Forgotten Bookmarks – A Valentine to used books

When I titled this column, I considered employing a more sophisticated word than “used” to describe the dear, dusty, musty and cherished volumes that, like treasure seekers with metal detectors, we sometimes happen upon.
Pre-owned? Antiquarian? First-edition? Gently perused?
Bottom line, the books are old and they have wandered far a field from their first homes. Often, they are battered and bruised. Always, they are … used.
The pleasure of possessing this darling little volume by Michael Popek is the insights it gives us into who once owned and read them, and what they were thinking or doing at the time.
In his introduction, Michael tells us that his most important task, after he became manager of his parents’ bookstore, was buying and sorting through his acquisitions. “I loved the fact that I could come across nearly anything: a moldy copy of Ulysses, a Victorian-era scrapbook filled with trade cards, a first-edition of Steinbeck. This treasure hunt led directly to my fascination with forgotten bookmarks.”
It also led to the next step in his literary adventure. That of collecting “treasures within treasures, little bits of random ephemera left inside books, often untouched for decades.”
In Forgotten Bookmarks, Michael Popek (www.forgottenbookmarks.com) invites us to gently peruse his favorites. These includes photographs, postcards, recipes (I can’t wait to try the one for peanut butter cookies), and love letters. My god … what love letters!
Here is a quick look at what you will find:

PHOTOGRAPHS
A white casket draped with flowers and college banners on display in an old-fashioned parlor. Found inside the book The Fun of It, by Emilia Earhart. 1932.
A man in a saggy sweater with big ears, a big nose, demonic eyebrows, a sour mouth, and the face of an executioner. Found in Dead Souls by Nikolai Gogol. 1936.

ODDITIES
A package of cap gun caps (remember them? Cops and robbers. Bang bag, you’re dead!) Found inside a copy of Tom Swift and his Rocket Ship by Victor Appleton II. 1954.

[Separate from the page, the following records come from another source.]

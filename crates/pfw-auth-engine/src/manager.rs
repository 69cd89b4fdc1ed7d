//! End-to-end browser login.
//!
//! The [`AuthManager`] wires an [`Authenticator`] to a [`BrowserOpener`]
//! and persists whatever token comes back into the [`Session`].

use std::path::PathBuf;
use std::sync::Arc;

use pfw_store::Session;
use url::Url;
use uuid::Uuid;

use crate::authenticator::Authenticator;
use crate::browser::BrowserOpener;
use crate::error::Result;

/// Path of the login page, relative to the site root.
const LOGIN_PATH: &str = "account/the-way/login";

/// Query parameter that carries the loopback redirect URL.
const REDIRECT_PARAM: &str = "redirect";

/// What a successful login left behind.
#[derive(Debug, Clone, PartialEq, Eq)]
pub struct LoginOutcome {
    /// Where the token was written.
    pub token_path: PathBuf,
    /// Machine identifier sent with subsequent downloads.
    pub machine: Uuid,
}

/// Build `<base>/account/the-way/login?redirect=<redirect>`.
///
/// A base URL with a path prefix keeps it, with or without a trailing slash.
pub fn authorization_url(base_url: &Url, redirect: &Url) -> Result<Url> {
    let mut base = base_url.clone();
    if !base.path().ends_with('/') {
        let path = format!("{}/", base.path());
        base.set_path(&path);
    }

    let mut url = base.join(LOGIN_PATH)?;
    url.query_pairs_mut()
        .clear()
        .append_pair(REDIRECT_PARAM, redirect.as_str());
    Ok(url)
}

/// Orchestrates the browser login.
pub struct AuthManager {
    authenticator: Arc<dyn Authenticator>,
    browser: Arc<dyn BrowserOpener>,
}

impl AuthManager {
    pub fn new(authenticator: Arc<dyn Authenticator>, browser: Arc<dyn BrowserOpener>) -> Self {
        Self {
            authenticator,
            browser,
        }
    }

    /// Run the login flow and persist the resulting token.
    ///
    /// `notify` receives the authorization URL before the browser is asked to
    /// open it, so the user can copy it if no browser appears. A browser that
    /// fails to launch is not fatal.
    ///
    /// # Errors
    ///
    /// Propagates callback server failures (bind, validation, timeout) and
    /// session persistence failures.
    pub async fn login(
        &self,
        base_url: &Url,
        session: &Session,
        notify: impl FnOnce(&Url),
    ) -> Result<LoginOutcome> {
        let redirect = self.authenticator.start().await?;
        let url = authorization_url(base_url, &redirect)?;
        tracing::debug!(redirect = %redirect, url = %url, "login started");

        notify(&url);
        if let Err(e) = self.browser.open(&url) {
            tracing::warn!(error = %e, "could not open the browser; open the URL manually");
        }

        let token = self.authenticator.wait_for_token().await?;
        let machine = session.save(&token)?;

        tracing::info!(machine = %machine, "login completed");
        Ok(LoginOutcome {
            token_path: session.token_path(),
            machine,
        })
    }
}

// ---------------------------------------------------------------------------
// Tests
// ---------------------------------------------------------------------------

#[cfg(test)]
mod tests {
    use super::*;
    use crate::authenticator::StaticAuthenticator;
    use crate::browser::RecordingBrowser;
    use crate::error::AuthError;
    use pfw_store::{FileSystem, InMemoryFileSystem, SequentialIds};
    use std::path::Path;

    fn redirect() -> Url {
        Url::parse("http://127.0.0.1:4242/callback").unwrap()
    }

    fn base() -> Url {
        Url::parse("https://www.pointfree.co").unwrap()
    }

    #[test]
    fn authorization_url_encodes_redirect() {
        let url = authorization_url(&base(), &redirect()).unwrap();
        assert_eq!(
            url.as_str(),
            "https://www.pointfree.co/account/the-way/login?redirect=http%3A%2F%2F127.0.0.1%3A4242%2Fcallback"
        );
    }

    #[test]
    fn authorization_url_keeps_base_path() {
        let base = Url::parse("http://localhost:8080/staging").unwrap();
        let url = authorization_url(&base, &redirect()).unwrap();
        assert_eq!(url.path(), "/staging/account/the-way/login");
    }

    #[tokio::test]
    async fn login_persists_token_and_machine() {
        let fs = Arc::new(InMemoryFileSystem::default());
        let session = Session::new(fs.clone(), Arc::new(SequentialIds::new()));
        let browser = Arc::new(RecordingBrowser::new());
        let manager = AuthManager::new(
            Arc::new(StaticAuthenticator::new(redirect(), "deadbeef")),
            browser.clone(),
        );

        let mut notified = None;
        let outcome = manager
            .login(&base(), &session, |url| notified = Some(url.clone()))
            .await
            .unwrap();

        assert_eq!(outcome.token_path, Path::new("/Users/blob/.pfw/token"));
        assert_eq!(
            outcome.machine.to_string(),
            "00000000-0000-0000-0000-000000000000"
        );
        assert_eq!(fs.read(&outcome.token_path).unwrap(), b"deadbeef");
        assert_eq!(browser.opened(), vec![notified.unwrap()]);
    }

    #[tokio::test]
    async fn failed_redirect_writes_nothing() {
        let fs = Arc::new(InMemoryFileSystem::default());
        let session = Session::new(fs.clone(), Arc::new(SequentialIds::new()));
        let manager = AuthManager::new(
            Arc::new(StaticAuthenticator::failing(redirect(), "missing token in redirect")),
            Arc::new(RecordingBrowser::new()),
        );

        let err = manager.login(&base(), &session, |_| {}).await.unwrap_err();
        assert!(matches!(err, AuthError::Validation { .. }));
        assert!(!fs.exists(Path::new("/Users/blob/.pfw")));
    }
}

A PLEASE DO NOT DISTURB sign from the Hotel Astor with the word “Silence” inscribed in ornate script on a red background. Found in a book with a sexy book jacket called Not Now But Now by M. E. K. Fisher. 1947.

LETTERS
A scheming, six-page epistle dated July 24, 1917 from “Sonny” (on his way to war), to his long-suffering mother. Found in a 1901 edition of The Standard American Speaker and Entertainer.
“Just at present, I am with but 30 cents in my pocket …You may ask why I do not live at the Armory … the food is not very good … I do not like to be different from all the rest so of course I have been out to a show once or twice … I am going to ask you to send me $50 dollars which will be the last money that I will ask you for. Remember, Mother you may never see me again … with lots of love and kisses, Sonny.”
And my favorite, a venomous letter of all time, used as a page marker in While Waiting … The Information You Need to Know About Pregnancy, Labor, and Delivery, published in 1993 by St. Martin’s Press.
“I cannot believe what a slime you are … how she managed to spend 2 years with a manipulative sadist like you is incredible … How could you be so CRUEL … My God, WHAT did I ever see in you … You’re downright ugly and you talk funny. You don’t know how to dress. You have all the morality & sentiment of a JUNGLE BEAST!!! And you’re a colossal snob; a boor and a boring old fart.”
You will have to get your own copy of Forgotten Bookmarks to find out what the writer intends to do with her fingernails to the boring old fart’s eyes. I ain’t telling.
I will, however, recommend a happy stroll through its pages. Start to finish are nostalgic and evocative glimpses into other lives. Other eras. When handwriting projected personality and it mattered if a note was written on a page torn from a three-ring binder, pretty floral stationery, or a sheet bordered in black and decorated with a skull and cross bone (tucked into The Aneid of Virgil, 1931).
This fun book is a Whitman’s Sampler of intimate and abandoned memories, assembled by a true aficionado of what were once other people’s books.